Uncoupling of Cerebral Glucose Supply and Utilization After Hexane‐2,5‐Dione Intoxication in the Rat

Chronic administration of hexane‐2,5‐dione (2,5‐HD) to rats causes an accumulation of neurofilaments within axons that may lead to their degeneration. This occurs in both the CNS and PNS. It has been suggested that one of the effects of 2,5‐HD is an impairment of glucose utilization arising from an inhibition of specific glycolytic enzymes. This hypothesis is based principally on evidence obtained in vitro.
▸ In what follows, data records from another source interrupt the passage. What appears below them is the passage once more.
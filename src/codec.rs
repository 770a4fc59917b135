//! Wire value decoding
//!
//! RPC write values arrive as JSON: a scalar for single resources or an
//! instance-id keyed map for multiple resources. OPAQUE targets get a
//! deterministic byte encoding: 4-byte big-endian for int/float-width
//! numbers, 8-byte for long/double-width, and strings are decoded as hex
//! first, then base64 (padding optional). Plain UTF-8 bytes are never used.

use crate::error::{Lwm2mError, Result};
use crate::model::ResourceType;
use crate::node::{ResourceNode, ResourceValue};
use crate::path::ResourcePath;
use base64::alphabet;
use base64::engine::{DecodePaddingMode, GeneralPurpose, GeneralPurposeConfig};
use base64::Engine;
use serde_json::Value;
use std::collections::BTreeMap;

const BASE64: GeneralPurpose = GeneralPurpose::new(
    &alphabet::STANDARD,
    GeneralPurposeConfig::new().with_decode_padding_mode(DecodePaddingMode::Indifferent),
);

/// Decode a write value for a single resource or resource instance
pub fn decode_single(
    wire: &Value,
    rtype: ResourceType,
    path: &ResourcePath,
) -> Result<ResourceValue> {
    if wire.is_object() {
        return Err(Lwm2mError::BadRequest(format!(
            "Invalid value for Single Resource {}. Value for this Single Resource must be OPAQUE!",
            path
        )));
    }
    match rtype {
        ResourceType::Opaque => Ok(ResourceValue::Opaque(encode_opaque(wire, path)?)),
        ResourceType::String | ResourceType::Objlnk => match wire {
            Value::String(s) => Ok(ResourceValue::String(s.clone())),
            Value::Number(n) => Ok(ResourceValue::String(n.to_string())),
            other => Err(bad_value(other, rtype, path)),
        },
        ResourceType::Integer | ResourceType::Long | ResourceType::Time => match wire {
            Value::Number(n) => n
                .as_i64()
                .map(ResourceValue::Integer)
                .ok_or_else(|| bad_value(wire, rtype, path)),
            Value::String(s) => s
                .trim()
                .parse()
                .map(ResourceValue::Integer)
                .map_err(|_| bad_value(wire, rtype, path)),
            other => Err(bad_value(other, rtype, path)),
        },
        ResourceType::Float | ResourceType::Double => match wire {
            Value::Number(n) => n
                .as_f64()
                .map(ResourceValue::Float)
                .ok_or_else(|| bad_value(wire, rtype, path)),
            Value::String(s) => s
                .trim()
                .parse()
                .map(ResourceValue::Float)
                .map_err(|_| bad_value(wire, rtype, path)),
            other => Err(bad_value(other, rtype, path)),
        },
        ResourceType::Boolean => match wire {
            Value::Bool(b) => Ok(ResourceValue::Boolean(*b)),
            Value::String(s) => match s.trim() {
                "true" => Ok(ResourceValue::Boolean(true)),
                "false" => Ok(ResourceValue::Boolean(false)),
                _ => Err(bad_value(wire, rtype, path)),
            },
            other => Err(bad_value(other, rtype, path)),
        },
    }
}

/// Decode a write value for a multiple resource: `{instanceId: value, ...}`
pub fn decode_multiple(
    wire: &Value,
    rtype: ResourceType,
    path: &ResourcePath,
) -> Result<BTreeMap<u16, ResourceNode>> {
    let Value::Object(entries) = wire else {
        return Err(Lwm2mError::BadRequest(format!(
            "Value for Multiple Resource {} must be in JSON format!",
            path
        )));
    };
    let mut instances = BTreeMap::new();
    for (key, value) in entries {
        let instance_id: u16 = key.trim().parse().map_err(|_| {
            Lwm2mError::BadRequest(format!(
                "Invalid resource instance id {} for Multiple Resource {}!",
                key, path
            ))
        })?;
        let decoded = decode_single(value, rtype, path)?;
        instances.insert(
            instance_id,
            ResourceNode::instance_value(instance_id, rtype, decoded),
        );
    }
    Ok(instances)
}

/// Deterministic OPAQUE encoding of a scalar wire value
pub fn encode_opaque(wire: &Value, path: &ResourcePath) -> Result<Vec<u8>> {
    match wire {
        Value::String(s) => decode_opaque_string(s),
        Value::Number(n) => {
            if let Some(v) = n.as_i64() {
                Ok(encode_integer(v))
            } else if let Some(v) = n.as_u64() {
                Ok(v.to_be_bytes().to_vec())
            } else {
                // as_f64 cannot fail once i64/u64 have been ruled out
                Ok(encode_float(n.as_f64().unwrap_or_default()))
            }
        }
        other => Err(Lwm2mError::BadRequest(format!(
            "Invalid value {} for OPAQUE resource {}!",
            other, path
        ))),
    }
}

fn encode_integer(value: i64) -> Vec<u8> {
    match i32::try_from(value) {
        Ok(narrow) => narrow.to_be_bytes().to_vec(),
        Err(_) => value.to_be_bytes().to_vec(),
    }
}

fn encode_float(value: f64) -> Vec<u8> {
    let narrow = value as f32;
    // Keep the 4-byte form only when narrowing neither overflows nor
    // underflows to zero.
    if narrow.is_finite() && (value == 0.0 || narrow != 0.0) {
        narrow.to_be_bytes().to_vec()
    } else {
        value.to_be_bytes().to_vec()
    }
}

fn decode_opaque_string(text: &str) -> Result<Vec<u8>> {
    if let Ok(bytes) = hex::decode(text) {
        return Ok(bytes);
    }
    BASE64.decode(text).map_err(|_| {
        Lwm2mError::BadRequest(format!(
            "Value {} is not a valid hex or base64 encoding!",
            text
        ))
    })
}

fn bad_value(wire: &Value, rtype: ResourceType, path: &ResourcePath) -> Lwm2mError {
    Lwm2mError::BadRequest(format!(
        "Invalid value {} for {} resource {}!",
        wire, rtype, path
    ))
}

#[cfg(test)]
mod tests {
    use super::*;
    use serde_json::json;

    fn path() -> ResourcePath {
        ResourcePath::resource_instance(19, 0, 0, 0)
    }

    #[test]
    fn test_opaque_integer_widths() {
        assert_eq!(encode_opaque(&json!(4), &path()).unwrap().len(), 4);
        assert_eq!(encode_opaque(&json!(i32::MAX), &path()).unwrap().len(), 4);
        assert_eq!(encode_opaque(&json!(i32::MIN), &path()).unwrap().len(), 4);
        assert_eq!(
            encode_opaque(&json!(i64::from(i32::MAX) + 1), &path())
                .unwrap()
                .len(),
            8
        );
        assert_eq!(encode_opaque(&json!(i64::MAX), &path()).unwrap().len(), 8);
        assert_eq!(encode_opaque(&json!(i64::MIN), &path()).unwrap().len(), 8);
        assert_eq!(encode_opaque(&json!(u64::MAX), &path()).unwrap().len(), 8);
    }

    #[test]
    fn test_opaque_integer_layout() {
        assert_eq!(
            encode_opaque(&json!(1), &path()).unwrap(),
            vec![0, 0, 0, 1]
        );
        assert_eq!(
            encode_opaque(&json!(-1), &path()).unwrap(),
            vec![0xFF, 0xFF, 0xFF, 0xFF]
        );
    }

    #[test]
    fn test_opaque_float_widths() {
        assert_eq!(
            encode_opaque(&json!(1022.5906), &path()).unwrap().len(),
            4
        );
        assert_eq!(
            encode_opaque(&json!(f32::MAX as f64), &path()).unwrap().len(),
            4
        );
        assert_eq!(encode_opaque(&json!(f64::MAX), &path()).unwrap().len(), 8);
        assert_eq!(
            encode_opaque(&json!(f64::MIN_POSITIVE), &path())
                .unwrap()
                .len(),
            8
        );
        assert_eq!(encode_opaque(&json!(0.0), &path()).unwrap().len(), 4);
    }

    #[test]
    fn test_opaque_string_hex_first() {
        assert_eq!(
            encode_opaque(&json!("00ab01"), &path()).unwrap(),
            vec![0x00, 0xAB, 0x01]
        );
    }

    #[test]
    fn test_opaque_string_base64_fallback() {
        // Q is not a hex digit, so this lands on the base64 branch.
        assert_eq!(
            encode_opaque(&json!("AQID"), &path()).unwrap(),
            vec![1, 2, 3]
        );
        // Padding is optional.
        assert_eq!(
            encode_opaque(&json!("AQI"), &path()).unwrap(),
            encode_opaque(&json!("AQI="), &path()).unwrap()
        );
    }

    #[test]
    fn test_opaque_string_both_decoders_fail() {
        let err = encode_opaque(&json!("!!!"), &path()).unwrap_err();
        assert!(err
            .to_string()
            .contains("is not a valid hex or base64 encoding"));
    }

    #[test]
    fn test_map_rejected_for_single_resource() {
        let err = decode_single(
            &json!({"0": 1}),
            ResourceType::Integer,
            &ResourcePath::resource(3, 0, 9),
        )
        .unwrap_err();
        assert!(err
            .to_string()
            .ends_with("Value for this Single Resource must be OPAQUE!"));
    }

    #[test]
    fn test_scalar_rejected_for_multiple_resource() {
        let err = decode_multiple(&json!(42), ResourceType::Opaque, &path()).unwrap_err();
        assert_eq!(
            err.to_string(),
            "Value for Multiple Resource /19/0/0/0 must be in JSON format!"
        );
    }

    #[test]
    fn test_multiple_resource_map() {
        let instances = decode_multiple(
            &json!({"0": "00ab", "25": 7}),
            ResourceType::Opaque,
            &path(),
        )
        .unwrap();
        assert_eq!(instances.len(), 2);
        assert_eq!(
            instances[&0],
            ResourceNode::instance_value(
                0,
                ResourceType::Opaque,
                ResourceValue::Opaque(vec![0x00, 0xAB])
            )
        );
        assert_eq!(
            instances[&25],
            ResourceNode::instance_value(
                25,
                ResourceType::Opaque,
                ResourceValue::Opaque(vec![0, 0, 0, 7])
            )
        );
    }

    #[test]
    fn test_typed_scalar_decoding() {
        let p = ResourcePath::resource(3, 0, 14);
        assert_eq!(
            decode_single(&json!("+12"), ResourceType::String, &p).unwrap(),
            ResourceValue::String("+12".to_string())
        );
        assert_eq!(
            decode_single(&json!(90), ResourceType::Integer, &p).unwrap(),
            ResourceValue::Integer(90)
        );
        assert_eq!(
            decode_single(&json!("90"), ResourceType::Long, &p).unwrap(),
            ResourceValue::Integer(90)
        );
        assert_eq!(
            decode_single(&json!(true), ResourceType::Boolean, &p).unwrap(),
            ResourceValue::Boolean(true)
        );
        assert!(decode_single(&json!("maybe"), ResourceType::Boolean, &p).is_err());
        assert!(decode_single(&json!([1, 2]), ResourceType::Integer, &p).is_err());
    }

    fn bad_value_message() -> String {
        decode_single(&json!(true), ResourceType::Integer, &ResourcePath::resource(3, 0, 9))
            .unwrap_err()
            .to_string()
    }

    #[test]
    fn test_bad_value_names_path_and_type() {
        let message = bad_value_message();
        assert!(message.contains("/3/0/9"));
        assert!(message.contains("INTEGER"));
    }
}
In the present study, glucose utilization, glucose transport across the blood‐brain barrier, and blood flow have been measured in vivo in brain regions of control rats and in three groups of rats treated with 2,5‐HD as (a) a single intragastric dose (500 mg/kg of body weight), (b) high chronic doses of 500 mg/kg of body weight for 15 days, or (c) low chronic doses of 250 mg/kg of body weight for 21 days. Group b showed overt signs of neuropathy, whereas groups a and c did not. The results indicate two independent effects of 2,5‐HD in the CNS: a dose‐dependent inhibition of glucose utilization and an effect on glucose supply and transport across the blood‐brain barrier, which is apparent only after chronic treatment.